● Task statement
Search for the word "collect" in the entries. Each line that holds it should be copied.

Data records
%%

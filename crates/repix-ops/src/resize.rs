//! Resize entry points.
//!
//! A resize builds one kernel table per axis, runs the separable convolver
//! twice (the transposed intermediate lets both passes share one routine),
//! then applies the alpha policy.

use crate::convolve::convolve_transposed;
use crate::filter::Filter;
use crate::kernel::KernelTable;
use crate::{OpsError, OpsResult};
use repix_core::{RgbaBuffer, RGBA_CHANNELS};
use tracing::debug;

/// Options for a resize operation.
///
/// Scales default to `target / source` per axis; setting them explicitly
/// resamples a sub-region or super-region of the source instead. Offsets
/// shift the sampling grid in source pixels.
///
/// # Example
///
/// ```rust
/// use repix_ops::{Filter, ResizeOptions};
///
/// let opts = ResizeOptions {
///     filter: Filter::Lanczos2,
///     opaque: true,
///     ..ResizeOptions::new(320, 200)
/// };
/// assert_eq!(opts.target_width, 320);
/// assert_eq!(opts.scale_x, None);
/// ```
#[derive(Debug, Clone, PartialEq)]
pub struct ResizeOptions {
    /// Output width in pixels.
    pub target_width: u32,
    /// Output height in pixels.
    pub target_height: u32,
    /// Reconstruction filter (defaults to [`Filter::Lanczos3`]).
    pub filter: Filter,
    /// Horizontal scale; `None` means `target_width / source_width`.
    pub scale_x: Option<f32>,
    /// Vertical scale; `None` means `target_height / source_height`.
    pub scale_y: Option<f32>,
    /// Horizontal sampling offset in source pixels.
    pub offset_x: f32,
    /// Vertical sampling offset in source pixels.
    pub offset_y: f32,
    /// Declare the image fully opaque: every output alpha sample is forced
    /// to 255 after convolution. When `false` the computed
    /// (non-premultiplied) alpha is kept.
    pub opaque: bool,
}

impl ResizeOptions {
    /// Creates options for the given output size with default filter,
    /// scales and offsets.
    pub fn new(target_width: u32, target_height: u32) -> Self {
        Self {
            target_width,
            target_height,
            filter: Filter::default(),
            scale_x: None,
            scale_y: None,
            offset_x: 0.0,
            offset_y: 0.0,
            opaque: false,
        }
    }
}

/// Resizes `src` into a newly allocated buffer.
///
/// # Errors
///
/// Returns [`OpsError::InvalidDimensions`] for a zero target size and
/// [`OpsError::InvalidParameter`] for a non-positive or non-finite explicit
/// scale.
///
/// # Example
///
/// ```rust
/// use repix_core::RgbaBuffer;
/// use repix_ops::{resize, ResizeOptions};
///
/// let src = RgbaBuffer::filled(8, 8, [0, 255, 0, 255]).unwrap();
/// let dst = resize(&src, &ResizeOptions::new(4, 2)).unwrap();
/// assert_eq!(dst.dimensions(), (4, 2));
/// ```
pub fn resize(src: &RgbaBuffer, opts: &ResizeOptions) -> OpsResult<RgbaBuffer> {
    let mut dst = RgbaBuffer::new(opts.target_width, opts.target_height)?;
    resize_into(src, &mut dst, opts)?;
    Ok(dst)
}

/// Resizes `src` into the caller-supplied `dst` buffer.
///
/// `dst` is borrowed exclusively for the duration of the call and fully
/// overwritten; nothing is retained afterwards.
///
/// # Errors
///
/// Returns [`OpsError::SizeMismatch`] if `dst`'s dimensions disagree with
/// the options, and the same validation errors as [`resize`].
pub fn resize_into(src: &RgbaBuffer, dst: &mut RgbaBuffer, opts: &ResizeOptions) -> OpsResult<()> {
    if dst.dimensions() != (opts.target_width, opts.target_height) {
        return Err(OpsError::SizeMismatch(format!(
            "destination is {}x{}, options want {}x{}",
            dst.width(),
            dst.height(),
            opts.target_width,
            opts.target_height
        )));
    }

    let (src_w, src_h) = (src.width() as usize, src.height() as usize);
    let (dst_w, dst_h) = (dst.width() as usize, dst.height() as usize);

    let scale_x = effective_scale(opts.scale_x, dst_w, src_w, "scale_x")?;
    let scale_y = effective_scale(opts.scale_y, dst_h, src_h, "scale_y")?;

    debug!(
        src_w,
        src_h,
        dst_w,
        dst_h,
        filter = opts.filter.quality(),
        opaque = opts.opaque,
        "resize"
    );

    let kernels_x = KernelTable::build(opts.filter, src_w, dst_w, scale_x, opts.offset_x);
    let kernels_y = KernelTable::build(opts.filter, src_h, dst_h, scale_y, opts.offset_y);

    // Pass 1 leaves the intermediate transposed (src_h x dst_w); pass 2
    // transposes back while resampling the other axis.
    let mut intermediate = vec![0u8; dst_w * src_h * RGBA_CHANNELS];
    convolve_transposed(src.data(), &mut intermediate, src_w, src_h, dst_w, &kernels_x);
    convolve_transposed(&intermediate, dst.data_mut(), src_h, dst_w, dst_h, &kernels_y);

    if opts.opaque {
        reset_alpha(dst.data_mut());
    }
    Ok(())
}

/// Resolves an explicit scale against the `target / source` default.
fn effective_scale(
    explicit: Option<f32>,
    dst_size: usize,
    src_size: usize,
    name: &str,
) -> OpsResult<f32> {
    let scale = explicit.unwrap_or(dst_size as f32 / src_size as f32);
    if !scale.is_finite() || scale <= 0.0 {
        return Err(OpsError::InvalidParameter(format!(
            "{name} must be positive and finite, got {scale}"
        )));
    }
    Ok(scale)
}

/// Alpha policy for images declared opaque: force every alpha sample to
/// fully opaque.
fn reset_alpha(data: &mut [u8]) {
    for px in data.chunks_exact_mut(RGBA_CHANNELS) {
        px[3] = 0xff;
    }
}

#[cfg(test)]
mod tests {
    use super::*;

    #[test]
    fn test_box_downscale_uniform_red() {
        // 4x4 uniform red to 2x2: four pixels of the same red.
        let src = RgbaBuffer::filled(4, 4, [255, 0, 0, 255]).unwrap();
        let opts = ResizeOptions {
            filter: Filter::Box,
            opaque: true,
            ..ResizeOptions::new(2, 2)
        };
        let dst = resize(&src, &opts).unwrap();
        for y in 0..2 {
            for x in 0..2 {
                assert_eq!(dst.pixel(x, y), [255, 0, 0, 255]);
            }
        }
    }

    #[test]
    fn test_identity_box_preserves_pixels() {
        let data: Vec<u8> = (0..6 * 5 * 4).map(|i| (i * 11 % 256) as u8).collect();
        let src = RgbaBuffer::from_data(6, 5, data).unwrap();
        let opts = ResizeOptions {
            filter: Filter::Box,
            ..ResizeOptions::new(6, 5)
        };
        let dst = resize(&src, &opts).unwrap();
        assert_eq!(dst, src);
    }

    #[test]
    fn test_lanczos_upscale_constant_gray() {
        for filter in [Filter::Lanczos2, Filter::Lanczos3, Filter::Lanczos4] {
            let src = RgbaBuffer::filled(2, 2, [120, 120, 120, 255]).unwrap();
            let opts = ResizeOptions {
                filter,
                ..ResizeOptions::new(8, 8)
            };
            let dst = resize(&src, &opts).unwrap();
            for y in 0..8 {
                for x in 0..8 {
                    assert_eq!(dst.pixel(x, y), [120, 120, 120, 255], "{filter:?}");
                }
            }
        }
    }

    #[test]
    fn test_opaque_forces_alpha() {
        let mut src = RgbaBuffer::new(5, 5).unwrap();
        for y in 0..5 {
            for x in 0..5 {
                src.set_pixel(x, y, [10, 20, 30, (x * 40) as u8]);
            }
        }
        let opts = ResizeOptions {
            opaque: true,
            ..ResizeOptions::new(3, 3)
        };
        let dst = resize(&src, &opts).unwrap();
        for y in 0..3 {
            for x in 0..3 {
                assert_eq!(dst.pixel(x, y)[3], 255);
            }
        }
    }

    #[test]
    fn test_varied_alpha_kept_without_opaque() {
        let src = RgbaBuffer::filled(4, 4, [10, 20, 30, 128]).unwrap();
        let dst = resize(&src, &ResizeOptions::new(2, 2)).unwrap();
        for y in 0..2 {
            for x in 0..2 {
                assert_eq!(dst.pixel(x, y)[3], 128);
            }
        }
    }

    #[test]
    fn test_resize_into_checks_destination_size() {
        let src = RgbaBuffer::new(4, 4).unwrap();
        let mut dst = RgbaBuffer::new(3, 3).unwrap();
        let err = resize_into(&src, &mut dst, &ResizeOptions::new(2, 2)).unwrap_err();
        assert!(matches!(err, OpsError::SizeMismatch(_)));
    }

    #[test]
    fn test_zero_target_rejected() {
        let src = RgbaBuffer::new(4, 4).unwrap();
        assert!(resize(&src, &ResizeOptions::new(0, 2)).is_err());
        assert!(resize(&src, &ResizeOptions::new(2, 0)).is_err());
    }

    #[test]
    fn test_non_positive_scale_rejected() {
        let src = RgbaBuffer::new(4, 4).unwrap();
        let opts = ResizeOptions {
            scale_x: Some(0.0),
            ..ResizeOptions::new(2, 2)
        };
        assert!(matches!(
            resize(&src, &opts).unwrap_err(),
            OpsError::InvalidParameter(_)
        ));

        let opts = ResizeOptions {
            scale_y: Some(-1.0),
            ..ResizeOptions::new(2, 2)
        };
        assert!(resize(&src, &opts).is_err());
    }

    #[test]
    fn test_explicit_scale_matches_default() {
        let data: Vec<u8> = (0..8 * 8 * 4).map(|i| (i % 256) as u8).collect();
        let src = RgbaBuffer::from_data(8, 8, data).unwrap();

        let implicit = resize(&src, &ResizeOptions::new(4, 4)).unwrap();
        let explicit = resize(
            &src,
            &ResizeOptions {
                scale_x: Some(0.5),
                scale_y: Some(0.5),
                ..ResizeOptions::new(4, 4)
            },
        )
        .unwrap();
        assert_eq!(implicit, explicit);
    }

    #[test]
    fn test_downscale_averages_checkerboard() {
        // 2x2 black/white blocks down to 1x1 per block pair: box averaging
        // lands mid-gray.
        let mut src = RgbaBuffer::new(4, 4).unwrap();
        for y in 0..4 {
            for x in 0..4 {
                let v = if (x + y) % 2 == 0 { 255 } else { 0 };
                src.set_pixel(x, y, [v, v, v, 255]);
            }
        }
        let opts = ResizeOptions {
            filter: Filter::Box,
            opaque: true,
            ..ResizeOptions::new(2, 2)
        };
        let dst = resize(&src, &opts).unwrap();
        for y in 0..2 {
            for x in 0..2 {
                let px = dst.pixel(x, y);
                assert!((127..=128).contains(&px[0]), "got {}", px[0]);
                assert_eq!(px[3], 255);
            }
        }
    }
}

%%

● Result of the exercise
        let data: Vec<u8> = (0..6 * 5 * 4).map(|i| (i * 11 % 256) as u8).collect();
        let data: Vec<u8> = (0..8 * 8 * 4).map(|i| (i % 256) as u8).collect();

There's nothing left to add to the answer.